O que nos compete, neste trabalho específico, é a obtenção da competência receptiva da língua latina em sua modalidade escrita, já que o trabalho tem como ponto de partida o texto legítimo, ou seja, a representação da enunciação viva de falantes naturais, aqueles que adotaram o latim por uma necessidade real de comunicação e puderam atualizar a sua língua com legitimidade. O trabalho ainda tem o intuito de reconhecer, nos versos de Virgílio, certos efeitos de sentido que podem ser captados pela percepção da leitura e julga-se necessário refletir de que modo o arranjo particular da linguagem de um autor como Virgílio pode ser responsável pela expressão desses efeitos.

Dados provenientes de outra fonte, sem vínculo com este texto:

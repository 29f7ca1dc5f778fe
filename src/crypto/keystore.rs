//! Password-encrypted keystore files (Web3 Secret Storage, version 3).

use aes::Aes128;
use ctr::cipher::{KeyIvInit, StreamCipher};
use rand::RngCore;
use serde::{Deserialize, Serialize};

use super::address::keccak256;
use super::{Address, CryptoError, Keypair};

type Aes128Ctr = ctr::Ctr128BE<Aes128>;

/// scrypt cost parameters.
#[derive(Debug, Clone, Copy, PartialEq, Eq)]
pub struct ScryptParams {
    /// log2 of the CPU/memory cost N
    pub log_n: u8,
    pub r: u32,
    pub p: u32,
}

impl ScryptParams {
    /// The standard wallet cost: N = 2^18, r = 8, p = 1.
    pub const STANDARD: Self = Self {
        log_n: 18,
        r: 8,
        p: 1,
    };

    /// A cheap setting (N = 2^12) for tests and throwaway keys.
    pub const LIGHT: Self = Self {
        log_n: 12,
        r: 8,
        p: 6,
    };
}

impl Default for ScryptParams {
    fn default() -> Self {
        Self::STANDARD
    }
}

#[derive(Debug, Serialize, Deserialize)]
struct KeystoreFile {
    address: String,
    crypto: CryptoSection,
    id: String,
    version: u32,
}

#[derive(Debug, Serialize, Deserialize)]
struct CryptoSection {
    cipher: String,
    ciphertext: String,
    cipherparams: CipherParams,
    kdf: String,
    kdfparams: KdfParams,
    mac: String,
}

#[derive(Debug, Serialize, Deserialize)]
struct CipherParams {
    iv: String,
}

#[derive(Debug, Serialize, Deserialize)]
struct KdfParams {
    dklen: usize,
    n: u64,
    p: u32,
    r: u32,
    salt: String,
}

const DKLEN: usize = 32;

/// Encrypts a private key into a single-line keystore V3 JSON document.
pub fn encrypt_to_keystore(
    keypair: &Keypair,
    password: &str,
    params: ScryptParams,
) -> Result<String, CryptoError> {
    let mut salt = [0u8; 32];
    let mut iv = [0u8; 16];
    let mut rng = rand::thread_rng();
    rng.try_fill_bytes(&mut salt)
        .map_err(|e| CryptoError::Randomness(e.to_string()))?;
    rng.try_fill_bytes(&mut iv)
        .map_err(|e| CryptoError::Randomness(e.to_string()))?;

    let derived = derive_key(password, &salt, params)?;

    let mut ciphertext = keypair.private_key_bytes().to_vec();
    let mut cipher = Aes128Ctr::new_from_slices(&derived[..16], &iv)
        .map_err(|e| CryptoError::Keystore(e.to_string()))?;
    cipher.apply_keystream(&mut ciphertext);

    let mac = keystore_mac(&derived, &ciphertext);

    let file = KeystoreFile {
        address: keypair.address().to_hex_prefixed(),
        crypto: CryptoSection {
            cipher: "aes-128-ctr".into(),
            ciphertext: hex::encode(&ciphertext),
            cipherparams: CipherParams { iv: hex::encode(iv) },
            kdf: "scrypt".into(),
            kdfparams: KdfParams {
                dklen: DKLEN,
                n: 1u64 << params.log_n,
                p: params.p,
                r: params.r,
                salt: hex::encode(salt),
            },
            mac: hex::encode(mac),
        },
        id: uuid::Uuid::new_v4().to_string(),
        version: 3,
    };

    serde_json::to_string(&file).map_err(|e| CryptoError::Keystore(e.to_string()))
}

/// Decrypts a keystore V3 JSON document and checks the recovered key
/// against the stored address.
pub fn decrypt_keystore(blob: &str, password: &str) -> Result<Keypair, CryptoError> {
    let file: KeystoreFile = serde_json::from_str(blob.trim())
        .map_err(|e| CryptoError::Keystore(format!("invalid keystore json: {}", e)))?;

    if file.version != 3 {
        return Err(CryptoError::Keystore(format!(
            "unsupported keystore version {}",
            file.version
        )));
    }
    let crypto = &file.crypto;
    if crypto.kdf != "scrypt" {
        return Err(CryptoError::Keystore(format!("unsupported kdf {}", crypto.kdf)));
    }
    if crypto.cipher != "aes-128-ctr" {
        return Err(CryptoError::Keystore(format!(
            "unsupported cipher {}",
            crypto.cipher
        )));
    }

    let kdf = &crypto.kdfparams;
    if !kdf.n.is_power_of_two() || kdf.n < 2 || kdf.dklen != DKLEN {
        return Err(CryptoError::Keystore("invalid kdf parameters".into()));
    }
    let params = ScryptParams {
        log_n: kdf.n.trailing_zeros() as u8,
        r: kdf.r,
        p: kdf.p,
    };

    let salt = decode_field("salt", &kdf.salt)?;
    let iv = decode_field("iv", &crypto.cipherparams.iv)?;
    let mut plaintext = decode_field("ciphertext", &crypto.ciphertext)?;
    let expected_mac = decode_field("mac", &crypto.mac)?;

    let derived = derive_key(password, &salt, params)?;
    if keystore_mac(&derived, &plaintext)[..] != expected_mac[..] {
        return Err(CryptoError::WrongPassword);
    }

    let mut cipher = Aes128Ctr::new_from_slices(&derived[..16], &iv)
        .map_err(|e| CryptoError::Keystore(e.to_string()))?;
    cipher.apply_keystream(&mut plaintext);

    let secret: [u8; 32] = plaintext
        .try_into()
        .map_err(|_| CryptoError::Keystore("ciphertext is not 32 bytes".into()))?;
    let keypair = Keypair::from_secret_key(secret)?;

    if !file.address.trim().is_empty() {
        let stored: Address = file.address.parse()?;
        if &stored != keypair.address() {
            return Err(CryptoError::Keystore(format!(
                "address mismatch: stored {}, derived {}",
                stored,
                keypair.address()
            )));
        }
    }

    Ok(keypair)
}

fn derive_key(
    password: &str,
    salt: &[u8],
    params: ScryptParams,
) -> Result<[u8; DKLEN], CryptoError> {
    let scrypt_params = scrypt::Params::new(params.log_n, params.r, params.p, DKLEN)
        .map_err(|e| CryptoError::Keystore(e.to_string()))?;
    let mut derived = [0u8; DKLEN];
    scrypt::scrypt(password.as_bytes(), salt, &scrypt_params, &mut derived)
        .map_err(|e| CryptoError::Keystore(e.to_string()))?;
    Ok(derived)
}

fn keystore_mac(derived: &[u8; DKLEN], ciphertext: &[u8]) -> [u8; 32] {
    let mut input = Vec::with_capacity(16 + ciphertext.len());
    input.extend_from_slice(&derived[16..32]);
    input.extend_from_slice(ciphertext);
    keccak256(&input)
}

fn decode_field(name: &str, value: &str) -> Result<Vec<u8>, CryptoError> {
    hex::decode(value).map_err(|e| CryptoError::Keystore(format!("{}: {}", name, e)))
}
//! secp256k1 keypair generation.

use rand::RngCore;
use secp256k1::{PublicKey, SecretKey, SECP256K1};

use super::{Address, CryptoError};

/// A secp256k1 private key together with its derived address.
#[derive(Clone)]
pub struct Keypair {
    /// The private key bytes (32 bytes)
    secret_key: [u8; 32],
    /// The derived address
    address: Address,
}

impl Keypair {
    /// Generates a new random keypair from the thread-local CSPRNG.
    ///
    /// Fails if the RNG cannot be read or, with negligible probability, if
    /// the drawn bytes are not a valid scalar.
    #[inline]
    pub fn generate() -> Result<Self, CryptoError> {
        let mut secret = [0u8; 32];
        rand::thread_rng()
            .try_fill_bytes(&mut secret)
            .map_err(|e| CryptoError::Randomness(e.to_string()))?;
        Self::from_secret_key(secret)
    }

    /// Builds a keypair from an existing secret key.
    pub fn from_secret_key(secret_bytes: [u8; 32]) -> Result<Self, CryptoError> {
        let secret_key = SecretKey::from_slice(&secret_bytes)
            .map_err(|e| CryptoError::InvalidSecretKey(e.to_string()))?;
        Ok(Self::from_secp(&secret_key))
    }

    /// Builds a keypair from a hex-encoded secret key (with or without `0x`).
    pub fn from_hex(secret_hex: &str) -> Result<Self, CryptoError> {
        let body = super::address::strip_hex_prefix(secret_hex.trim());
        let bytes = hex::decode(body).map_err(|e| CryptoError::InvalidSecretKey(e.to_string()))?;
        let bytes: [u8; 32] = bytes
            .try_into()
            .map_err(|_| CryptoError::InvalidSecretKey("expected 32 bytes".into()))?;
        Self::from_secret_key(bytes)
    }

    pub(crate) fn from_secp(secret_key: &SecretKey) -> Self {
        let public_key = PublicKey::from_secret_key(SECP256K1, secret_key);
        Self {
            secret_key: secret_key.secret_bytes(),
            address: Address::from_public_key(&public_key),
        }
    }

    /// Returns the private key as a `0x`-prefixed hex string.
    pub fn private_key_hex(&self) -> String {
        format!("0x{}", hex::encode(self.secret_key))
    }

    /// Returns the private key bytes.
    pub fn private_key_bytes(&self) -> &[u8; 32] {
        &self.secret_key
    }

    /// Returns a reference to the derived address.
    #[inline]
    pub fn address(&self) -> &Address {
        &self.address
    }
}

impl std::fmt::Debug for Keypair {
    fn fmt(&self, f: &mut std::fmt::Formatter<'_>) -> std::fmt::Result {
        f.debug_struct("Keypair")
            .field("address", &self.address)
            .finish_non_exhaustive()
    }
}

O pesquisador iniciante, visando a competência receptiva da língua latina, tem o intuito de elaborar uma tradução de estudo do texto de Virgílio e fornecer um subsídio básico para a leitura do original em latim, juntamente com as notas de cultura que, geralmente, reclama um texto antigo.

Sob a luz dos conceitos explicitados por Ferdinand de Saussure, foi possível perceber que o latim, como qualquer outra língua, só pode ser analisado do ponto de vista da sincronia, porque é ela, a sincronia, que constitui a única e verdadeira realidade da língua. Uma vez que se encontra impossibilitado de apresentar variações de qualquer natureza em seu sistema, em sua estrutura fonológica, morfossintática e lexical, pode-se dizer que o latim é uma língua de sincronia fechada, ao passo que as línguas modernas, que ainda podem ser atualizadas por falantes naturais, seriam línguas de sincronia aberta. Ora, ainda podemos assimilar o sistema da língua latina por meio da fala, por meio do uso que falantes naturais fizeram dessa língua antiga.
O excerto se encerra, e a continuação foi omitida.